Si diceva prima che Egli era stato uno dei fondatori del Pcd’I(m-l). Nel 2006, in una sua memoria [Il Pcd’I(m-l) patrimonio gramsciano], che fu per molti di noi una lezione di scienza politica, ricorda quella sua esperienza di militanza concreta e vitale per la lotta di classe in Italia:
«40 anni sono trascorsi da quando, in una calda serata romana dell’autunno 1966, dall’autobus affollato che mi riportava dal lavoro vidi sui muri di Piazza Vittorio un manifesto rosso con il simbolo di falce e martello in una stella. Scesi alla prima fermata, lessi la costituzione a Livorno del Partito Comunista d’Italia (marxista-leninista) e trovai compagni modesti e preparati, privi di quella boria che segna i gesti e le parole di dirigenti borghesi e opportunisti. Una boria che troppo spesso gonfia i petti senza vita dell’intellettualismo astratto e i calli senza idee dell’operaismo praticone. Per i compagni che vi hanno militato, il Pcd’I(m-l) è stata una scuola e i suoi maestri sono stati intellettuali seri come il compagno Fosco Dinucci e il compagno Livio Risaliti e lavoratori studiosi come il compagno operaio Pietro Scavo e il compagno contadino Angelo Cassinera. Una lunga scuola di comunismo che ha resistito al furioso attacco liquidatorio contro il marxismo-leninismo, sferrato dall’imperialismo e dal revisionismo suo lacchè, governista di destra e trotzkista di “sinistra”. Essa ne ha difeso il principio più rivoluzionario: l’unità dialettica di teoria e pratica, sulla cui divisione sono radicati millenni di dominio delle classi sfruttatrici. Ricordo ancora oggi la meraviglia dell’anziano compagno Gino Parisciani di Roseto degli Abruzi (Te), quando a Pisa non riuscì a dissuadere Fosco dal portargli la valigia alquanto pesante. Il compagno Dinucci era venuto a salutarci nella sua città in occasione della partenza di una comitiva turistica per l’Unione Sovietica. Il compianto Gino ricorderà spesso ai giovani: “il Segretario nazionale del Pcd’I(m-l) mi ha portato la valigia”. Era la primavera del 1985 e il compagno Fosco Dinucci andava per i 65 anni. Questa è la classe operaia: non l’insieme quantitativo o una parte qualsiasi dei lavoratori ma quella che opera pensando e che pensa operando per la collettività. […] Fu questa profonda coscienza unitaria la ragione principale della confluenza del Pcd’I(m-l) nel movimento della Rifondazione comunista, dove i compagni hanno lottato “senza chiedere nulla”, come sottolineava il compagno Fosco Dinucci».

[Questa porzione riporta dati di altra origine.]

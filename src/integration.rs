//! Glue between a table session and its data source.
//!
//! The session queues requests and the [`Dispatcher`] carries them to the
//! source after a configurable latency, then hands the answers back. Time is
//! passed in, so the whole round trip is testable without sleeping.

use crate::model::Record;
use crate::source::DataSource;
use crate::state::{DataMode, FetchRequest, SaveOutcome, SaveRequest, TableSession};
use std::collections::VecDeque;
use std::time::{Duration, Instant};
use tracing::debug;

#[derive(Debug)]
struct Pending<T> {
    due: Instant,
    request: T,
}

/// What one [`Dispatcher::pump`] applied.
#[derive(Debug, Default, PartialEq)]
pub struct PumpReport {
    /// Fetch answers the session accepted.
    pub fetched: usize,
    /// Fetch answers dropped as stale.
    pub dropped: usize,
    /// Save results, in completion order.
    pub saves: Vec<SaveOutcome>,
}

impl PumpReport {
    /// Whether anything reached the session.
    pub fn is_empty(&self) -> bool {
        self.fetched == 0 && self.dropped == 0 && self.saves.is_empty()
    }
}

/// Delivers queued fetches and saves once their latency has elapsed.
#[derive(Debug)]
pub struct Dispatcher {
    latency: Duration,
    fetches: VecDeque<Pending<FetchRequest>>,
    saves: VecDeque<Pending<SaveRequest>>,
}

impl Dispatcher {
    /// Dispatcher answering every request `latency` after it was submitted.
    pub fn new(latency: Duration) -> Self {
        Self {
            latency,
            fetches: VecDeque::new(),
            saves: VecDeque::new(),
        }
    }

    /// Queue a fetch.
    pub fn submit_fetch(&mut self, request: FetchRequest, now: Instant) {
        debug!(ticket = request.ticket.get(), "fetch dispatched");
        self.fetches.push_back(Pending {
            due: now + self.latency,
            request,
        });
    }

    /// Queue a save.
    pub fn submit_save(&mut self, request: SaveRequest, now: Instant) {
        debug!(row = %request.row_id, column = %request.column_key, "save dispatched");
        self.saves.push_back(Pending {
            due: now + self.latency,
            request,
        });
    }

    /// Nothing is waiting.
    pub fn is_idle(&self) -> bool {
        self.fetches.is_empty() && self.saves.is_empty()
    }

    /// Time until the earliest queued request is due.
    pub fn next_due_in(&self, now: Instant) -> Option<Duration> {
        self.fetches
            .iter()
            .map(|p| p.due)
            .chain(self.saves.iter().map(|p| p.due))
            .min()
            .map(|due| due.saturating_duration_since(now))
    }

    /// Collect the session's queued fetch, then apply every request due by `now`.
    ///
    /// A save the source accepted refreshes the session: local sessions get
    /// the source's rows, remote sessions re-fetch.
    pub fn pump<S: DataSource>(
        &mut self,
        session: &mut TableSession<Record>,
        source: &mut S,
        now: Instant,
    ) -> PumpReport {
        let mut report = PumpReport::default();
        self.collect(session, now);

        while let Some(pending) = pop_due(&mut self.saves, now) {
            let request = pending.request;
            let result = source.save(&request);
            let accepted = result.is_ok();
            report.saves.push(session.complete_save(request.ticket, result));
            if accepted {
                match session.mode() {
                    DataMode::Local => session.set_rows(source.rows().to_vec()),
                    DataMode::Remote => session.refresh(),
                }
            }
        }
        self.collect(session, now);

        while let Some(pending) = pop_due(&mut self.fetches, now) {
            let request = pending.request;
            let result = source.fetch(&request.query);
            if session.resolve_fetch(request.ticket, result) {
                report.fetched += 1;
            } else {
                report.dropped += 1;
            }
        }
        report
    }

    fn collect(&mut self, session: &mut TableSession<Record>, now: Instant) {
        if let Some(request) = session.take_fetch() {
            self.submit_fetch(request, now);
        }
    }
}

fn pop_due<T>(queue: &mut VecDeque<Pending<T>>, now: Instant) -> Option<Pending<T>> {
    if queue.front().is_some_and(|p| p.due <= now) {
        queue.pop_front()
    } else {
        None
    }
}
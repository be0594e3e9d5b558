//! Tests for the sort / filter / pagination coordinator.

use super::*;
use crate::model::{Column, SortDirection};

fn key(raw: &str) -> ColumnKey {
    ColumnKey::new(raw).expect("valid key")
}

fn columns() -> Vec<Column> {
    vec![
        Column::new(key("name"), "Name").sortable(),
        Column::new(key("email"), "Email"),
        Column::new(key("status"), "Status").sortable(),
    ]
}

fn setup(mode: DataMode) -> (Coordinator, TableStore) {
    (
        Coordinator::new(mode, Duration::from_millis(300)),
        TableStore::new(&columns(), Filters::new(), 10),
    )
}

fn ms(n: u64) -> Duration {
    Duration::from_millis(n)
}

// ===== sort =====

#[test]
fn sort_click_cycles_asc_desc_asc() {
    let (mut coordinator, mut store) = setup(DataMode::Local);
    let mut seen = Vec::new();
    for _ in 0..3 {
        coordinator.click_sort(&mut store, &key("name")).expect("sortable");
        seen.push(store.state().sort().map(|s| s.direction));
    }
    assert_eq!(
        seen,
        vec![
            Some(SortDirection::Asc),
            Some(SortDirection::Desc),
            Some(SortDirection::Asc)
        ]
    );
}

#[test]
fn sort_click_on_new_column_starts_ascending() {
    let (mut coordinator, mut store) = setup(DataMode::Local);
    coordinator.click_sort(&mut store, &key("name")).expect("sortable");
    coordinator.click_sort(&mut store, &key("name")).expect("sortable");
    coordinator.click_sort(&mut store, &key("status")).expect("sortable");
    assert_eq!(store.state().sort(), Some(&SortSpec::asc(key("status"))));
}

#[test]
fn sort_click_on_unsortable_column_changes_nothing() {
    let (mut coordinator, mut store) = setup(DataMode::Local);
    coordinator.click_sort(&mut store, &key("name")).expect("sortable");

    let result = coordinator.click_sort(&mut store, &key("email"));

    assert_eq!(result, Err(Rejection::NotSortable(key("email"))));
    assert_eq!(store.state().sort(), Some(&SortSpec::asc(key("name"))));
}

#[test]
fn sort_click_keeps_current_page() {
    let (mut coordinator, mut store) = setup(DataMode::Local);
    let pagination = Pagination::new(1, 10, 100);
    coordinator.go_to_page(&mut store, &pagination, 4).expect("valid");

    coordinator.click_sort(&mut store, &key("name")).expect("sortable");

    assert_eq!(store.state().page().page(), 4);
}

// ===== search debounce =====

#[test]
fn search_commits_only_after_quiet_period() {
    let (mut coordinator, mut store) = setup(DataMode::Local);
    let start = Instant::now();
    coordinator.type_search("a", start);
    coordinator.type_search("ad", start + ms(100));
    coordinator.type_search("ada", start + ms(200));

    assert_eq!(coordinator.tick(&mut store, start + ms(400)).expect("ok"), None);
    assert_eq!(store.state().filters().search(), None);
    assert_eq!(coordinator.pending_search(), Some("ada"));

    let outcome = coordinator
        .tick(&mut store, start + ms(500))
        .expect("ok")
        .expect("committed");
    assert!(outcome.changes.filters);
    assert_eq!(store.state().filters().search(), Some("ada"));
    assert_eq!(coordinator.pending_search(), None);
}

#[test]
fn delayed_search_does_not_clobber_later_status_change() {
    let (mut coordinator, mut store) = setup(DataMode::Local);
    let start = Instant::now();
    coordinator.type_search("ada", start);
    coordinator
        .set_status(&mut store, Some("active"))
        .expect("valid");

    coordinator.tick(&mut store, start + ms(300)).expect("ok");

    let filters = store.state().filters();
    assert_eq!(filters.search(), Some("ada"));
    assert_eq!(filters.status(), Some("active"));
}

#[test]
fn flush_search_commits_immediately() {
    let (mut coordinator, mut store) = setup(DataMode::Local);
    coordinator.type_search("ada", Instant::now());

    coordinator.flush_search(&mut store).expect("ok");

    assert_eq!(store.state().filters().search(), Some("ada"));
}

#[test]
fn unchanged_search_commit_keeps_page() {
    let (mut coordinator, mut store) = setup(DataMode::Local);
    coordinator.set_filter(&mut store, SEARCH, "ada").expect("valid");
    coordinator
        .go_to_page(&mut store, &Pagination::new(1, 10, 50), 3)
        .expect("valid");

    coordinator.type_search("ada", Instant::now());
    let outcome = coordinator.flush_search(&mut store).expect("ok").expect("fired");

    assert!(!outcome.changes.any());
    assert_eq!(store.state().page().page(), 3);
}

// ===== filters reset the page =====

#[test]
fn status_change_resets_to_first_page() {
    let (mut coordinator, mut store) = setup(DataMode::Local);
    coordinator
        .go_to_page(&mut store, &Pagination::new(1, 10, 100), 5)
        .expect("valid");

    let outcome = coordinator.set_status(&mut store, Some("active")).expect("valid");

    assert!(outcome.changes.filters && outcome.changes.page);
    assert_eq!(store.state().page().page(), 1);
}

#[test]
fn advanced_filter_resets_to_first_page() {
    let (mut coordinator, mut store) = setup(DataMode::Local);
    coordinator
        .go_to_page(&mut store, &Pagination::new(1, 10, 100), 3)
        .expect("valid");

    coordinator.set_filter(&mut store, "email", "example.com").expect("valid");

    assert_eq!(store.state().page().page(), 1);
    assert_eq!(store.state().filters().get("email"), Some("example.com"));
}

#[test]
fn clear_filters_resets_everything_in_one_revision() {
    let (mut coordinator, mut store) = setup(DataMode::Local);
    coordinator.set_filter(&mut store, SEARCH, "ada").expect("valid");
    coordinator.set_status(&mut store, Some("active")).expect("valid");
    coordinator.set_filter(&mut store, "email", "x").expect("valid");
    coordinator
        .go_to_page(&mut store, &Pagination::new(1, 10, 100), 2)
        .expect("valid");
    coordinator.type_search("pending text", Instant::now());
    let before = store.revision();

    coordinator.clear_filters(&mut store).expect("valid");

    assert!(store.state().filters().is_empty());
    assert_eq!(store.state().page().page(), 1);
    assert_eq!(store.revision(), before + 1);
    assert_eq!(coordinator.pending_search(), None);
}

// ===== pages =====

#[test]
fn page_change_is_clamped() {
    let (mut coordinator, mut store) = setup(DataMode::Local);
    let pagination = Pagination::new(1, 10, 47);

    coordinator.go_to_page(&mut store, &pagination, 99).expect("valid");
    assert_eq!(store.state().page().page(), 5);

    coordinator.go_to_page(&mut store, &pagination, 0).expect("valid");
    assert_eq!(store.state().page().page(), 1);
}

#[test]
fn page_size_change_resets_page() {
    let (mut coordinator, mut store) = setup(DataMode::Local);
    coordinator
        .go_to_page(&mut store, &Pagination::new(1, 10, 100), 7)
        .expect("valid");

    coordinator.set_page_size(&mut store, 50).expect("valid");

    assert_eq!(store.state().page(), PageRequest::first(50));
}

// ===== remote fetches =====

#[test]
fn local_mode_never_fetches() {
    let (mut coordinator, mut store) = setup(DataMode::Local);
    let outcome = coordinator.click_sort(&mut store, &key("name")).expect("sortable");
    assert!(outcome.fetch.is_none());
}

#[test]
fn remote_mode_fetches_on_row_affecting_change() {
    let (mut coordinator, mut store) = setup(DataMode::Remote);

    let outcome = coordinator.click_sort(&mut store, &key("name")).expect("sortable");

    let request = outcome.fetch.expect("fetch issued");
    assert_eq!(request.query.sort, Some(SortSpec::asc(key("name"))));
    assert_eq!(coordinator.in_flight(), Some(&request));
}

#[test]
fn identical_query_is_not_reissued_while_in_flight() {
    let (mut coordinator, store) = setup(DataMode::Remote);
    assert!(coordinator.request_fetch(store.state()).is_some());
    assert!(coordinator.request_fetch(store.state()).is_none());
}

#[test]
fn newer_request_supersedes_older_ticket() {
    let (mut coordinator, mut store) = setup(DataMode::Remote);
    let first = coordinator.request_fetch(store.state()).expect("fetch");
    let second = coordinator
        .click_sort(&mut store, &key("name"))
        .expect("sortable")
        .fetch
        .expect("fetch");

    assert!(second.ticket > first.ticket);
    assert!(!coordinator.resolve(first.ticket), "stale ticket dropped");
    assert!(coordinator.resolve(second.ticket));
    assert!(coordinator.in_flight().is_none());
}

#[test]
fn retry_reissues_last_query_with_fresh_ticket() {
    let (mut coordinator, mut store) = setup(DataMode::Remote);
    let original = coordinator
        .click_sort(&mut store, &key("status"))
        .expect("sortable")
        .fetch
        .expect("fetch");
    assert!(coordinator.resolve(original.ticket));

    let retried = coordinator.retry(store.state()).expect("retry");

    assert_eq!(retried.query, original.query);
    assert_ne!(retried.ticket, original.ticket);
}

E quando nel Partito della rifondazione comunista si fecero strette le maglie per noi marxisti-leninisti che venivamo dall’esperienza del Pcd’I(m-l), Ennio ebbe il coraggio di dire ai dirigenti di quel partito che noi non lottavamo per assumere cariche dirigenziali o qualsivoglia poltrona onorifica; noi eravamo combattenti della e per la classe operaia (Consigli di fabbrica, Rappresentanze sindacali) e per la difesa dei principi rivoluzionari marxisti-leninisti. Fu così che nacque in lui, assieme a chi scrive e sotto la guida di Fosco Dinucci, il Centro Lenin-Gramsci di Educazione (Firenze, inverno 1991), pietra fondativa di quello che ancora oggi si chiama Centro Gramsci di Educazione.
Mai sarebbe nato questo importantissimo organismo cultural-politico che è oggi il Centro Gramsci di Educazione se non ci fosse stato a crearlo e a dirigerlo per circa 30 anni il compagno Ennio Antonini, il cui pensiero e opera rivoluzionaria resterà nella nostra memoria e di quanti verranno.